### Items from a data source
=== Section Start ===

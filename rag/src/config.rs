use std::env;
use std::fmt;
use std::path::PathBuf;
use std::time::Duration;

use crate::error::{RagError, Result};

pub const DEFAULT_TOP_K: usize = 3;
pub const DEFAULT_TEMPERATURE: f32 = 0.2;

#[derive(Clone, Copy, Debug, PartialEq, Eq)]
pub enum Provider {
    OpenAi,
    Ollama,
}

impl Provider {
    fn parse(raw: &str) -> Option<Self> {
        match raw.trim().to_ascii_lowercase().as_str() {
            "openai" => Some(Self::OpenAi),
            "ollama" => Some(Self::Ollama),
            _ => None,
        }
    }
}

/// Where embedding and generation requests go, and with which credential.
#[derive(Clone)]
pub struct LlmEndpoint {
    pub provider: Provider,
    pub base_url: String,
    pub api_key: Option<String>,
}

impl fmt::Debug for LlmEndpoint {
    fn fmt(&self, f: &mut fmt::Formatter<'_>) -> fmt::Result {
        f.debug_struct("LlmEndpoint")
            .field("provider", &self.provider)
            .field("base_url", &self.base_url)
            .field("api_key", &self.api_key.as_ref().map(|_| "<redacted>"))
            .finish()
    }
}

#[derive(Clone)]
pub struct Config {
    pub provider: Provider,
    pub openai_api_key: Option<String>,
    pub openai_base_url: String,
    pub ollama_url: String,
    pub embed_model: String,
    pub chat_model: String,
    pub qdrant_url: String,
    pub qdrant_api_key: Option<String>,
    pub collection: String,
    pub distance: String,
    pub top_k: usize,
    pub temperature: f32,
    pub request_timeout: Duration,
    pub connect_timeout: Duration,
    pub index_batch: usize,
    pub catalog_paths: Vec<PathBuf>,
}

impl fmt::Debug for Config {
    fn fmt(&self, f: &mut fmt::Formatter<'_>) -> fmt::Result {
        let redacted = |key: &Option<String>| key.as_ref().map(|_| "<redacted>");
        f.debug_struct("Config")
            .field("provider", &self.provider)
            .field("openai_api_key", &redacted(&self.openai_api_key))
            .field("embed_model", &self.embed_model)
            .field("chat_model", &self.chat_model)
            .field("qdrant_url", &self.qdrant_url)
            .field("qdrant_api_key", &redacted(&self.qdrant_api_key))
            .field("collection", &self.collection)
            .field("top_k", &self.top_k)
            .field("catalog_paths", &self.catalog_paths)
            .finish_non_exhaustive()
    }
}

impl Config {
    pub fn from_env() -> Self {
        // A missing .env is fine.
        let _ = dotenvy::dotenv();
        Self::from_vars(|key| env::var(key).ok())
    }

    /// Builds a config from an arbitrary variable lookup. Unknown providers and
    /// unparseable numbers fall back to their defaults.
    pub fn from_vars<F>(lookup: F) -> Self
    where
        F: Fn(&str) -> Option<String>,
    {
        let var = |key: &str| lookup(key).filter(|v| !v.trim().is_empty());
        let provider = var("LLM_PROVIDER")
            .and_then(|v| Provider::parse(&v))
            .unwrap_or(Provider::OpenAi);
        let (default_embed, default_chat) = match provider {
            Provider::OpenAi => ("text-embedding-3-small", "gpt-3.5-turbo"),
            Provider::Ollama => ("nomic-embed-text", "llama3.1"),
        };

        Self {
            provider,
            openai_api_key: var("OPENAI_API_KEY"),
            openai_base_url: var("OPENAI_BASE_URL")
                .unwrap_or_else(|| "https://api.openai.com/v1".to_string()),
            ollama_url: var("OLLAMA_URL").unwrap_or_else(|| "http://localhost:11434".to_string()),
            embed_model: var("EMBED_MODEL").unwrap_or_else(|| default_embed.to_string()),
            chat_model: var("CHAT_MODEL").unwrap_or_else(|| default_chat.to_string()),
            qdrant_url: var("QDRANT_URL").unwrap_or_else(|| "http://localhost:6333".to_string()),
            qdrant_api_key: var("QDRANT_API_KEY"),
            collection: var("QDRANT_COLLECTION").unwrap_or_else(|| "uwm_courses".to_string()),
            distance: var("QDRANT_DISTANCE").unwrap_or_else(|| "Cosine".to_string()),
            top_k: var("RAG_TOP_K")
                .and_then(|v| v.parse().ok())
                .filter(|k| *k > 0)
                .unwrap_or(DEFAULT_TOP_K),
            temperature: var("RAG_TEMPERATURE")
                .and_then(|v| v.parse().ok())
                .unwrap_or(DEFAULT_TEMPERATURE),
            request_timeout: Duration::from_secs(
                var("RAG_REQUEST_TIMEOUT_SECS")
                    .and_then(|v| v.parse().ok())
                    .unwrap_or(60),
            ),
            connect_timeout: Duration::from_secs(
                var("RAG_CONNECT_TIMEOUT_SECS")
                    .and_then(|v| v.parse().ok())
                    .unwrap_or(10),
            ),
            index_batch: var("RAG_INDEX_BATCH")
                .and_then(|v| v.parse().ok())
                .filter(|n| *n > 0)
                .unwrap_or(32),
            catalog_paths: var("CATALOG_PATHS")
                .unwrap_or_else(|| {
                    "data/course_catalog_template.csv,course_catalog_template.csv".to_string()
                })
                .split(',')
                .map(str::trim)
                .filter(|s| !s.is_empty())
                .map(PathBuf::from)
                .collect(),
        }
    }

    /// Resolves the embedding/generation endpoint. A missing OpenAI key is fatal.
    pub fn llm_endpoint(&self) -> Result<LlmEndpoint> {
        match self.provider {
            Provider::OpenAi => {
                let api_key = self.openai_api_key.clone().ok_or_else(|| {
                    RagError::Config(
                        "OPENAI_API_KEY is not set; put it in .env or the environment".to_string(),
                    )
                })?;
                Ok(LlmEndpoint {
                    provider: Provider::OpenAi,
                    base_url: self.openai_base_url.trim_end_matches('/').to_string(),
                    api_key: Some(api_key),
                })
            }
            Provider::Ollama => Ok(LlmEndpoint {
                provider: Provider::Ollama,
                base_url: self.ollama_url.trim_end_matches('/').to_string(),
                api_key: None,
            }),
        }
    }
}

=== Section End ===

### Task
Search the records for lines holding the word "const", then copy each line you find.

### Expected answer
pub const DEFAULT_TOP_K: usize = 3;
pub const DEFAULT_TEMPERATURE: f32 = 0.2;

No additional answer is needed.